** RECORDS SHOWN follows **
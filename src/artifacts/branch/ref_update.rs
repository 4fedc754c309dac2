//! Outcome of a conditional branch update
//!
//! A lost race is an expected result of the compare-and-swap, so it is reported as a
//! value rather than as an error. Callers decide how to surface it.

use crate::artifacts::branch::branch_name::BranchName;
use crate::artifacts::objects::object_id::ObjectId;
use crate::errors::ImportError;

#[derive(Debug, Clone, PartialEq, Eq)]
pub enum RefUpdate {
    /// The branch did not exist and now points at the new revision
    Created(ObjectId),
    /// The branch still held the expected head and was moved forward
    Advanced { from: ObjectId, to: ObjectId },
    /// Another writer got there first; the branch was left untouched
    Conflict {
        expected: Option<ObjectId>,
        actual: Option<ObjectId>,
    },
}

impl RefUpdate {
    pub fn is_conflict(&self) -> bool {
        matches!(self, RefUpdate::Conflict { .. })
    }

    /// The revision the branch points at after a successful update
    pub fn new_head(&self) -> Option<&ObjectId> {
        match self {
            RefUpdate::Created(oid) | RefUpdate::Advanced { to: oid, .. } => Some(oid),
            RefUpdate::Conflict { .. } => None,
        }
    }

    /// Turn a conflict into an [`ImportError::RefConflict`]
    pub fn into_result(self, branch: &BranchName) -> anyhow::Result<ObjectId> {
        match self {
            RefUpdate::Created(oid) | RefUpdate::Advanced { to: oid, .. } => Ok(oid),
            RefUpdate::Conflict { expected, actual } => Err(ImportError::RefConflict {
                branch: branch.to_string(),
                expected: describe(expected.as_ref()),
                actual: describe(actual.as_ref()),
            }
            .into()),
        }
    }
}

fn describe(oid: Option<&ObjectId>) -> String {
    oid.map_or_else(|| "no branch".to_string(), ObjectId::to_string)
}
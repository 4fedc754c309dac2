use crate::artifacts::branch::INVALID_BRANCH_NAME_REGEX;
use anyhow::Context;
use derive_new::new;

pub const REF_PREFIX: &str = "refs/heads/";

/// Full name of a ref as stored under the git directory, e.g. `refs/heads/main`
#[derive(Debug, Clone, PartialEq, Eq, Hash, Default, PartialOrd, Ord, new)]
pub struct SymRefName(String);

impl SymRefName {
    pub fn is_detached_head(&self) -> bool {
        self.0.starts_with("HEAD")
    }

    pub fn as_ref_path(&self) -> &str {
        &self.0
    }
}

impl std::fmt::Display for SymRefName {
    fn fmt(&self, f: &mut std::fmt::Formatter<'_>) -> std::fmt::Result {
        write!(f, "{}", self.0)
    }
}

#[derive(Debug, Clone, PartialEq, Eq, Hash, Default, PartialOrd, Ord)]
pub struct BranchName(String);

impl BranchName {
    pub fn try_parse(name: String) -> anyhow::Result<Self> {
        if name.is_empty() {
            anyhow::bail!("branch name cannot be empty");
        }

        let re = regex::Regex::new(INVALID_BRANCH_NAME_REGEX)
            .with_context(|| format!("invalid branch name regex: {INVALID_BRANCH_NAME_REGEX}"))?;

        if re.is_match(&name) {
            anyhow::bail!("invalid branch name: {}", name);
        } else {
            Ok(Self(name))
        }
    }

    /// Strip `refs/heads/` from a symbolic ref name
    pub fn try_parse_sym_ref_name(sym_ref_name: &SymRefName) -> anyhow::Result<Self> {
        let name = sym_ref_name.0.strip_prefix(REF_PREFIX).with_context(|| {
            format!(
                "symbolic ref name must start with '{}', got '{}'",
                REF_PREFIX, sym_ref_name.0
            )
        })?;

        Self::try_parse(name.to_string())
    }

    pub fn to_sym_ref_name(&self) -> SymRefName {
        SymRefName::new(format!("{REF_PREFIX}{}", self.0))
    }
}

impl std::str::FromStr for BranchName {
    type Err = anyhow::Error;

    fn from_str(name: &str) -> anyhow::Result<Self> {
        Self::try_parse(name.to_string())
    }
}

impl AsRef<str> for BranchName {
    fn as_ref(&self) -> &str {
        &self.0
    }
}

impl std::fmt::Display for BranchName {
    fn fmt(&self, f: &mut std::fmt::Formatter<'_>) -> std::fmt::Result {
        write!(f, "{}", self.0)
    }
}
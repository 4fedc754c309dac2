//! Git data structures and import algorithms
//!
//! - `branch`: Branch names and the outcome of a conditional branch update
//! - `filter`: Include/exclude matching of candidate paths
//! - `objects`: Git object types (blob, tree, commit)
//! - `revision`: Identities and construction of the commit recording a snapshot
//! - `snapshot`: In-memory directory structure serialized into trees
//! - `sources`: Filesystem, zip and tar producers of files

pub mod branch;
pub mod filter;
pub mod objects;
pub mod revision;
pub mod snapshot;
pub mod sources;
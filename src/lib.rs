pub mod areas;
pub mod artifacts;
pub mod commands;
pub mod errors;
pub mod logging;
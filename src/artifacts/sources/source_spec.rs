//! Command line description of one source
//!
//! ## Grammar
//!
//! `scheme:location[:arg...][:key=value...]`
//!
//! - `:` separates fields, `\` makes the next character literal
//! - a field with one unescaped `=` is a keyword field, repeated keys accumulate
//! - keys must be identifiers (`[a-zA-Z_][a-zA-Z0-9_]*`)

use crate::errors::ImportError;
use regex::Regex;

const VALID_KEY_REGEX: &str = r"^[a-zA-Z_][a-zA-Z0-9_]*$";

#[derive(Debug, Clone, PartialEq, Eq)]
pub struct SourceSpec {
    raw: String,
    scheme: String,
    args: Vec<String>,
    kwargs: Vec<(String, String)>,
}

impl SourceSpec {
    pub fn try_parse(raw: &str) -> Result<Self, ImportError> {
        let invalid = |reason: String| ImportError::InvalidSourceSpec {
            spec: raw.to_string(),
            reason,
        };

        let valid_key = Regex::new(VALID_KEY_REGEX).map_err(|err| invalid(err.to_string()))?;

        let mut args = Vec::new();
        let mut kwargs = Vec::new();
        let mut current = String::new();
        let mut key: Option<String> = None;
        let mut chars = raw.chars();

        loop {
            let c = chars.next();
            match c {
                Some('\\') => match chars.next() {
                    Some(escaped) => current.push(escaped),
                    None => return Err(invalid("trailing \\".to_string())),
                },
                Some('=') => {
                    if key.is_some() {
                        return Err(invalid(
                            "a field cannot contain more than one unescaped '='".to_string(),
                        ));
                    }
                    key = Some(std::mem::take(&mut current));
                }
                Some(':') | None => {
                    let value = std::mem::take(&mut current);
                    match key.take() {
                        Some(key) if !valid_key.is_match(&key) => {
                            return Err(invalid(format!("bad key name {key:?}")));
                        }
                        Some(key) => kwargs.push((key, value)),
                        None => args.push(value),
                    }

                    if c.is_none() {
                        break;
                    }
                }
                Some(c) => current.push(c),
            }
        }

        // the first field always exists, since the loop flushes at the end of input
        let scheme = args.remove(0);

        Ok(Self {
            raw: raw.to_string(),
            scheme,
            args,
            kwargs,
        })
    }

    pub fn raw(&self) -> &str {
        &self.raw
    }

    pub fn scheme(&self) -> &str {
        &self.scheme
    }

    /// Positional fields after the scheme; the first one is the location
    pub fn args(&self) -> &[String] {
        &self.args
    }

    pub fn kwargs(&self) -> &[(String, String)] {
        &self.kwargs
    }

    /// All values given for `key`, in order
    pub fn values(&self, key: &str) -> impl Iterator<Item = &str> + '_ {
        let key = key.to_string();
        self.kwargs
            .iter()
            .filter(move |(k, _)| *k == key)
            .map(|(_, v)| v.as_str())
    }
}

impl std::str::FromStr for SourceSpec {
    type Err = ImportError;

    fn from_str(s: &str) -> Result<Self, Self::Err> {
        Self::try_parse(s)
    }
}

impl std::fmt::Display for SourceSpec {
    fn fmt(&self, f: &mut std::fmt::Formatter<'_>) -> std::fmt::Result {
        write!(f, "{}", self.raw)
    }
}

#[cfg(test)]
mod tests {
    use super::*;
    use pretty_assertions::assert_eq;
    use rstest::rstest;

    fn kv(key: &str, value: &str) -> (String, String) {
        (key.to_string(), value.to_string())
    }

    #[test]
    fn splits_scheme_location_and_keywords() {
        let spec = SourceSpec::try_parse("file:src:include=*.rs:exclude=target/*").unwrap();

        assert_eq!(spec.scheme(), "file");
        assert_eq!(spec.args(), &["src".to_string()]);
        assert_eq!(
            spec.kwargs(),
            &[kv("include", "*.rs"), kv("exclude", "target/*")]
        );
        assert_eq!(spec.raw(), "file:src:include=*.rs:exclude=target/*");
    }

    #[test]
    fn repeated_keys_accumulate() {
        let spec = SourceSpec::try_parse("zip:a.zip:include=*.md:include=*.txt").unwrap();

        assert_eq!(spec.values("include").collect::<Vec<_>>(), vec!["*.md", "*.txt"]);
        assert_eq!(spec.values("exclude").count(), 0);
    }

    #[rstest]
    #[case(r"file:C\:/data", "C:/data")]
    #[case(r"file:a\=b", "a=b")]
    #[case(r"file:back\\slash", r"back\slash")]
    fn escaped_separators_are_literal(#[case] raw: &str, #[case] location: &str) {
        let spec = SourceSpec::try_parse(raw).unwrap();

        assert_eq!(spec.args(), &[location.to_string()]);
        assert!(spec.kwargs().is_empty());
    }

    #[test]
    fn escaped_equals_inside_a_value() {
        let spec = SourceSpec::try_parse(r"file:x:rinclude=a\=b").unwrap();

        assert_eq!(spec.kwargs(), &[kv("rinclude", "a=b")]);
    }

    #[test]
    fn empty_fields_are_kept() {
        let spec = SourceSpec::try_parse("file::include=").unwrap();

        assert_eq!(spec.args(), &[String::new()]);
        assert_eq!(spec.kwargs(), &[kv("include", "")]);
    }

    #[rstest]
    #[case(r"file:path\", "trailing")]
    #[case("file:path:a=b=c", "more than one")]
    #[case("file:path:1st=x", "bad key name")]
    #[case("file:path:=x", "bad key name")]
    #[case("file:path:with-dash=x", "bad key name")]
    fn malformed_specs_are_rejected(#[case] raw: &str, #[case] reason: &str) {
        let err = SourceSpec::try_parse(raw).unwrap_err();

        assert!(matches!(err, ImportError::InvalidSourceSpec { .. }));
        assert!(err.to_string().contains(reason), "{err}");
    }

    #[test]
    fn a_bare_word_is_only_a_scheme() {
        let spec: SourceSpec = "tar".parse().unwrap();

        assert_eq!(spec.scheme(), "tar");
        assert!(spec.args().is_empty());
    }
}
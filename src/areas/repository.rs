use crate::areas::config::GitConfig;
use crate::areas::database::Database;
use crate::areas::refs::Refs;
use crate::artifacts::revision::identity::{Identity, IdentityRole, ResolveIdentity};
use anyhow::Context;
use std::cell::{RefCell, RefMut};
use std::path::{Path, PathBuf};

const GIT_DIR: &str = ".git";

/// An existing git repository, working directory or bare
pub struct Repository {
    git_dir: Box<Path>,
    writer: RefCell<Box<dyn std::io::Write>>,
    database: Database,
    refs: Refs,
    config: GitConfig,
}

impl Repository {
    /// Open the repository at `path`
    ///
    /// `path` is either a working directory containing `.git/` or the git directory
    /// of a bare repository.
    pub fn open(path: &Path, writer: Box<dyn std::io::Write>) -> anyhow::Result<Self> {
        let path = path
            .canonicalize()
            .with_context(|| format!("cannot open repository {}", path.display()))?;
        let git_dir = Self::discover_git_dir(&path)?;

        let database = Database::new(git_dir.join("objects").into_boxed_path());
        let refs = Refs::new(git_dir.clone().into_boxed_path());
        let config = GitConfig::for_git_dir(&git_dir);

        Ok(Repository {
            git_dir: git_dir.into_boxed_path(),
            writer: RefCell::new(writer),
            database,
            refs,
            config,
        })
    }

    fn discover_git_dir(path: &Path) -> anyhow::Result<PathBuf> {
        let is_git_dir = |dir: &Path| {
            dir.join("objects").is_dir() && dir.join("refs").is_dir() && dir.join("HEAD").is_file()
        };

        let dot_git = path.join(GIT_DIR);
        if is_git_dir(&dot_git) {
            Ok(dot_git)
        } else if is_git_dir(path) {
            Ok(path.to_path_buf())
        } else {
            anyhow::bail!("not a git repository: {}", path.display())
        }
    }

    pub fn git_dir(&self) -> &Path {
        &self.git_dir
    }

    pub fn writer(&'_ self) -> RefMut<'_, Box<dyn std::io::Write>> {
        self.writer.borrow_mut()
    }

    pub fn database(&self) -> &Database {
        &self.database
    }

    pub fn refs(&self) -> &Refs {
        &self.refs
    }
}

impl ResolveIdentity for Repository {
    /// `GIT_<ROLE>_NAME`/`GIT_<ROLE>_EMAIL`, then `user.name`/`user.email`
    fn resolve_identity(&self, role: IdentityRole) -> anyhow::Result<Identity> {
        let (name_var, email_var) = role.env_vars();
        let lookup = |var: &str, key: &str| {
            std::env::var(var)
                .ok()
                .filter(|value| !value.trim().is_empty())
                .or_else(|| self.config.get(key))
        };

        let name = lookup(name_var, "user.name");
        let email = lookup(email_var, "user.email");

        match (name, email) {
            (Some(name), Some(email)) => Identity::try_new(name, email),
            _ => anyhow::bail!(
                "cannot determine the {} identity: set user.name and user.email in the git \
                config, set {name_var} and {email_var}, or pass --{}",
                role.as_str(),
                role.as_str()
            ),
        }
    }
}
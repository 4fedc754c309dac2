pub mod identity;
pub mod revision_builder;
** End of RECORDS SHOWN **
DIRECTIONS — Reproduce verbatim the lines above, from the line with "pub fn database(&self)" through the line with "let lookup = |var: &str, key: &str|".

RESPONSE TO THE TASK —
    pub fn database(&self) -> &Database {
        &self.database
    }

    pub fn refs(&self) -> &Refs {
        &self.refs
    }
}

impl ResolveIdentity for Repository {
    /// `GIT_<ROLE>_NAME`/`GIT_<ROLE>_EMAIL`, then `user.name`/`user.email`
    fn resolve_identity(&self, role: IdentityRole) -> anyhow::Result<Identity> {
        let (name_var, email_var) = role.env_vars();
        let lookup = |var: &str, key: &str| {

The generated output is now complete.